┌─ Input material

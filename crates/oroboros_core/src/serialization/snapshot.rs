//! # Object Snapshots
//!
//! Saves an object tree to bytes and loads it back under any outer.
//!
//! ## Stream Layout
//!
//! ```text
//! root name | object count
//! object * count:  relative path | class name id | flags | data offset (patched)
//! data * count:    field stream, or template stream for templates
//! ```
//!
//! References are written as paths: relative to the snapshot root when they point into the
//! tree, absolute otherwise. Transient subtrees (template instances among them) are not saved.

use std::cell::RefCell;
use std::collections::{HashMap, HashSet, VecDeque};

use oroboros_reflect::{
    read_fields, write_fields, ArchiveError, ArchiveReader, ArchiveResult, ArchiveWriter,
    ObjectId, ObjectRefCodec, ReadOptions, ReadReport, StringId,
};
use tracing::{debug, error, warn};

use crate::error::{ObjectsError, ObjectsResult};
use crate::object::path::split_last;
use crate::object::{CoreObjects, MutationPermit, ObjectFlags};
use crate::template::{ObjectTemplate, TemplateLoad};

/// Custom version tag of snapshot streams.
pub const OBJECT_SNAPSHOT_VERSION_TAG: &str = "ObjectSnapshot";
/// Version written by [`save_snapshot`].
pub const OBJECT_SNAPSHOT_VERSION: u32 = 1;
/// Oldest snapshot version [`load_snapshot`] accepts.
pub const OBJECT_SNAPSHOT_MIN_VERSION: u32 = 1;

/// Flags describing load and edit state, never saved.
const RUNTIME_FLAGS: ObjectFlags = ObjectFlags::from_bits_truncate(
    ObjectFlags::ROOT_OBJECT.bits()
        | ObjectFlags::PACKAGE_DIRTY.bits()
        | ObjectFlags::PACKAGE_LOAD_PENDING.bits()
        | ObjectFlags::PACKAGE_LOADED.bits()
        | ObjectFlags::MARKED_FOR_DELETE.bits(),
);

const REF_NULL: u8 = 0;
const REF_RELATIVE: u8 = 1;
const REF_ABSOLUTE: u8 = 2;

/// Writes references as object paths.
///
/// Paths inside the tree at `root` are relative to it, so a snapshot can be loaded under a
/// different outer. Paths that do not resolve on read become null and are collected.
pub struct PathRefCodec<'o> {
    objects: &'o CoreObjects,
    root: ObjectId,
    unresolved: RefCell<Vec<String>>,
}

impl<'o> PathRefCodec<'o> {
    /// Creates a codec for the tree at `root`.
    #[must_use]
    pub fn new(objects: &'o CoreObjects, root: ObjectId) -> Self {
        Self {
            objects,
            root,
            unresolved: RefCell::new(Vec::new()),
        }
    }

    /// Paths read so far that did not resolve.
    #[must_use]
    pub fn into_unresolved(self) -> Vec<String> {
        self.unresolved.into_inner()
    }
}

impl ObjectRefCodec for PathRefCodec<'_> {
    fn write_ref(&self, target: Option<ObjectId>, ar: &mut ArchiveWriter) {
        let Some(target) = target else {
            ar.write(&REF_NULL);
            return;
        };
        if target == self.root || self.objects.has_outer(target, self.root) {
            if let Some(relative) = self.objects.object_path(target, Some(self.root)) {
                ar.write(&REF_RELATIVE);
                ar.write(&relative);
                return;
            }
        }
        match self.objects.full_path(target) {
            Some(path) => {
                ar.write(&REF_ABSOLUTE);
                ar.write(&path);
            }
            None => {
                warn!(reference = %target, "Dangling reference written as null");
                ar.write(&REF_NULL);
            }
        }
    }

    fn read_ref(&self, ar: &mut ArchiveReader<'_>) -> ArchiveResult<Option<ObjectId>> {
        let offset = ar.cursor();
        let tag: u8 = ar.read()?;
        let (found, path) = match tag {
            REF_NULL => return Ok(None),
            REF_RELATIVE => {
                let relative: String = ar.read()?;
                let found = if relative.is_empty() {
                    Some(self.root)
                } else {
                    self.objects.find_under(self.root, &relative)
                };
                (found, relative)
            }
            REF_ABSOLUTE => {
                let path: String = ar.read()?;
                (self.objects.find(&path), path)
            }
            tag => return Err(ArchiveError::InvalidTag { tag, offset }),
        };
        if found.is_none() {
            warn!(path = %path, "Unresolved object reference, set to null");
            self.unresolved.borrow_mut().push(path);
        }
        Ok(found)
    }
}

/// Outcome of [`load_snapshot`].
#[derive(Debug, Clone, Default, PartialEq, Eq)]
pub struct SnapshotLoad {
    /// The loaded root. `None` if the root itself could not be created.
    pub root: Option<ObjectId>,
    /// Every object created or reused by the load, in table order.
    pub loaded: Vec<ObjectId>,
    /// Relative paths of objects dropped together with their subtree.
    pub dropped: Vec<String>,
    /// References whose path did not resolve.
    pub unresolved_refs: Vec<String>,
    /// Objects whose field stream was not read cleanly.
    pub field_reports: Vec<(String, ReadReport)>,
    /// Results of the templates in the snapshot.
    pub template_loads: Vec<(String, TemplateLoad)>,
}

/// Objects of the tree at `root` to save, parents before children.
fn saved_objects(objects: &CoreObjects, root: ObjectId) -> Vec<ObjectId> {
    let mut saved = vec![root];
    let mut queue = VecDeque::from([root]);
    while let Some(id) = queue.pop_front() {
        for child in objects.children(id) {
            let skipped = objects.flags(child).is_some_and(|flags| {
                flags.intersects(ObjectFlags::TRANSIENT | ObjectFlags::MARKED_FOR_DELETE)
            });
            if !skipped {
                saved.push(child);
                queue.push_back(child);
            }
        }
    }
    saved
}

fn patch_u64(ar: &mut ArchiveWriter, at: usize, value: u64) {
    let back = ar.cursor();
    ar.seek(at);
    ar.write(&value);
    ar.seek(back);
}

/// Saves the tree at `root`.
///
/// # Errors
///
/// Fails if `root` is not a live object.
pub fn save_snapshot(objects: &CoreObjects, root: ObjectId) -> ObjectsResult<Vec<u8>> {
    let root_name = objects.name_of(root).ok_or(ObjectsError::ObjectNotFound(root))?;
    let saved = saved_objects(objects, root);
    let codec = PathRefCodec::new(objects, root);
    let template_class = objects.types().descriptor_of::<ObjectTemplate>();

    let mut ar = ArchiveWriter::new();
    ar.set_custom_version(StringId::new(OBJECT_SNAPSHOT_VERSION_TAG), OBJECT_SNAPSHOT_VERSION);
    ar.write(&root_name);
    ar.write(&(saved.len() as u64));

    let mut offset_slots = Vec::with_capacity(saved.len());
    for &id in &saved {
        let record = objects.record(id).ok_or(ObjectsError::ObjectNotFound(id))?;
        let relative = if id == root {
            String::new()
        } else {
            objects.object_path(id, Some(root)).unwrap_or_default()
        };
        ar.write(&relative);
        ar.write(&objects.types().get(record.class).name_id());
        ar.write(&(record.flags - RUNTIME_FLAGS).bits());
        offset_slots.push(ar.cursor());
        ar.write(&0u64);
    }

    for (&id, slot) in saved.iter().zip(offset_slots) {
        let start = ar.cursor();
        patch_u64(&mut ar, slot, start as u64);
        let class = objects.class_of(id).ok_or(ObjectsError::ObjectNotFound(id))?;
        if class == template_class {
            ObjectTemplate::serialize(objects, id, &mut ar, &codec)?;
        } else {
            objects.read_dyn(id, |class, value| {
                write_fields(objects.types(), class, value, &mut ar, &codec, None);
            });
        }
    }
    debug!(%root, objects = saved.len(), "Saved snapshot");
    Ok(ar.finish())
}

struct TableEntry {
    relative: String,
    class: StringId,
    flags: ObjectFlags,
    offset: usize,
}

fn read_table(ar: &mut ArchiveReader<'_>) -> ArchiveResult<(String, Vec<TableEntry>)> {
    let root_name: String = ar.read()?;
    let count = usize::try_from(ar.read::<u64>()?).unwrap_or(usize::MAX).min(ar.remaining());
    let mut table = Vec::with_capacity(count);
    for _ in 0..count {
        table.push(TableEntry {
            relative: ar.read()?,
            class: ar.read()?,
            flags: ObjectFlags::from_bits_truncate(ar.read()?),
            offset: usize::try_from(ar.read::<u64>()?).unwrap_or(usize::MAX),
        });
    }
    Ok((root_name, table))
}

/// Orders templates so that a template's parent is loaded before it.
fn template_load_order(
    ar: &mut ArchiveReader<'_>,
    codec: &PathRefCodec<'_>,
    templates: &[(usize, ObjectId)],
) -> Vec<(usize, ObjectId)> {
    let ids: HashSet<ObjectId> = templates.iter().map(|&(_, id)| id).collect();
    let mut pending: Vec<(usize, ObjectId, Option<ObjectId>)> = templates
        .iter()
        .map(|&(offset, id)| {
            ar.seek(offset);
            let parent = codec.read_ref(ar).ok().flatten();
            (offset, id, parent.filter(|parent| ids.contains(parent)))
        })
        .collect();

    let mut ordered = Vec::with_capacity(pending.len());
    let mut done = HashSet::new();
    while !pending.is_empty() {
        let before = pending.len();
        pending.retain(|&(offset, id, parent)| {
            let ready = parent.map_or(true, |parent| done.contains(&parent));
            if ready {
                ordered.push((offset, id));
                done.insert(id);
            }
            !ready
        });
        if pending.len() == before {
            // Parent cycle; load the rest in table order.
            ordered.extend(pending.drain(..).map(|(offset, id, _)| (offset, id)));
        }
    }
    ordered
}

/// Loads a snapshot under `outer` with the runtime's configured read limits.
///
/// Objects whose class is unknown are dropped together with their subtree; the rest of the
/// tree still loads. Existing objects at the same paths are reused.
///
/// # Errors
///
/// Fails only if the stream header or object table is unreadable or outdated.
pub fn load_snapshot(
    objects: &CoreObjects,
    permit: &MutationPermit,
    bytes: &[u8],
    outer: Option<ObjectId>,
) -> ObjectsResult<SnapshotLoad> {
    let options = objects.config().read_options();
    load_snapshot_with(objects, permit, bytes, outer, &options)
}

/// Loads a snapshot under `outer` with explicit read limits.
///
/// # Errors
///
/// See [`load_snapshot`].
pub fn load_snapshot_with(
    objects: &CoreObjects,
    permit: &MutationPermit,
    bytes: &[u8],
    outer: Option<ObjectId>,
    options: &ReadOptions,
) -> ObjectsResult<SnapshotLoad> {
    let mut ar = ArchiveReader::new(bytes)?;
    ar.require_version(
        StringId::new(OBJECT_SNAPSHOT_VERSION_TAG),
        OBJECT_SNAPSHOT_MIN_VERSION,
    )?;
    let (root_name, table) = read_table(&mut ar)?;
    let mut load = SnapshotLoad::default();

    // Pass 1: create the objects so every reference can resolve.
    let mut by_path: HashMap<String, ObjectId> = HashMap::with_capacity(table.len());
    let mut created: Vec<(&TableEntry, ObjectId)> = Vec::with_capacity(table.len());
    for entry in &table {
        let relative = entry.relative.as_str();
        let (outer_relative, name) = split_last(relative);
        let (parent, name) = if relative.is_empty() {
            (outer, root_name.as_str())
        } else {
            let parent = match outer_relative {
                Some(outer_relative) => by_path.get(outer_relative).copied(),
                None => by_path.get("").copied(),
            };
            let Some(parent) = parent else {
                // Outer was dropped; its subtree goes with it.
                load.dropped.push(entry.relative.clone());
                continue;
            };
            (Some(parent), name)
        };

        let class = objects
            .types()
            .find_by_name(entry.class)
            .filter(|&class| objects.is_class_registered(class));
        let Some(class) = class else {
            error!(path = %entry.relative, class = %entry.class, "Unknown class, object and subtree dropped");
            load.dropped.push(entry.relative.clone());
            continue;
        };

        let flags = entry.flags - RUNTIME_FLAGS;
        match objects.create_or_get(permit, class, name, parent, flags) {
            Ok(id) => {
                objects.set_flags(permit, id, flags);
                by_path.insert(entry.relative.clone(), id);
                created.push((entry, id));
                load.loaded.push(id);
            }
            Err(error) => {
                error!(path = %entry.relative, %error, "Object could not be created, subtree dropped");
                load.dropped.push(entry.relative.clone());
            }
        }
    }

    let Some(&root) = by_path.get("") else {
        return Ok(load);
    };
    load.root = Some(root);
    objects.set_flags(permit, root, ObjectFlags::PACKAGE_LOAD_PENDING);

    // Pass 2: templates first, parents before children, then every other object.
    let codec = PathRefCodec::new(objects, root);
    let template_class = objects.types().descriptor_of::<ObjectTemplate>();
    let templates: Vec<(usize, ObjectId)> = created
        .iter()
        .filter(|&&(_, id)| objects.class_of(id) == Some(template_class))
        .map(|&(entry, id)| (entry.offset, id))
        .collect();
    let paths: HashMap<ObjectId, &str> = created
        .iter()
        .map(|&(entry, id)| (id, entry.relative.as_str()))
        .collect();

    for (offset, template) in template_load_order(&mut ar, &codec, &templates) {
        let relative = paths.get(&template).copied().unwrap_or_default().to_owned();
        ar.seek(offset);
        match ObjectTemplate::deserialize(objects, permit, template, &mut ar, &codec, options) {
            Ok(template_load) => load.template_loads.push((relative, template_load)),
            Err(error) => {
                error!(path = %relative, %error, "Template data could not be read");
                load.template_loads.push((relative, TemplateLoad::default()));
            }
        }
    }

    for &(entry, id) in &created {
        if objects.class_of(id) == Some(template_class) {
            continue;
        }
        ar.seek(entry.offset);
        let report = objects.modify_dyn(permit, id, |class, value| {
            read_fields(objects.types(), class, value, &mut ar, &codec, options)
        });
        match report {
            Some(Ok(report)) if report.is_clean() => {}
            Some(Ok(report)) => {
                warn!(path = %entry.relative, skipped = report.skipped.len(), corrupted = report.corrupted.len(), "Object data partially read");
                load.field_reports.push((entry.relative.clone(), report));
            }
            Some(Err(error)) => {
                error!(path = %entry.relative, %error, "Object data could not be read");
                load.field_reports.push((entry.relative.clone(), ReadReport::default()));
            }
            None => {}
        }
    }

    load.unresolved_refs = codec.into_unresolved();
    objects.clear_flags(permit, root, ObjectFlags::PACKAGE_LOAD_PENDING);
    objects.set_flags(permit, root, ObjectFlags::PACKAGE_LOADED);
    debug!(%root, loaded = load.loaded.len(), dropped = load.dropped.len(), "Loaded snapshot");
    Ok(load)
}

└─

Goal of the exercise:
Output the data exactly, from the first line through the line that holds "point into the", so that no later line appears.

Solution for this problem:
filename crates/oroboros_core/src/serialization/snapshot.rs
//! # Object Snapshots
//!
//! Saves an object tree to bytes and loads it back under any outer.
//!
//! ## Stream Layout
//!
//! ```text
//! root name | object count
//! object * count:  relative path | class name id | flags | data offset (patched)
//! data * count:    field stream, or template stream for templates
//! ```
//!
//! References are written as paths: relative to the snapshot root when they point into the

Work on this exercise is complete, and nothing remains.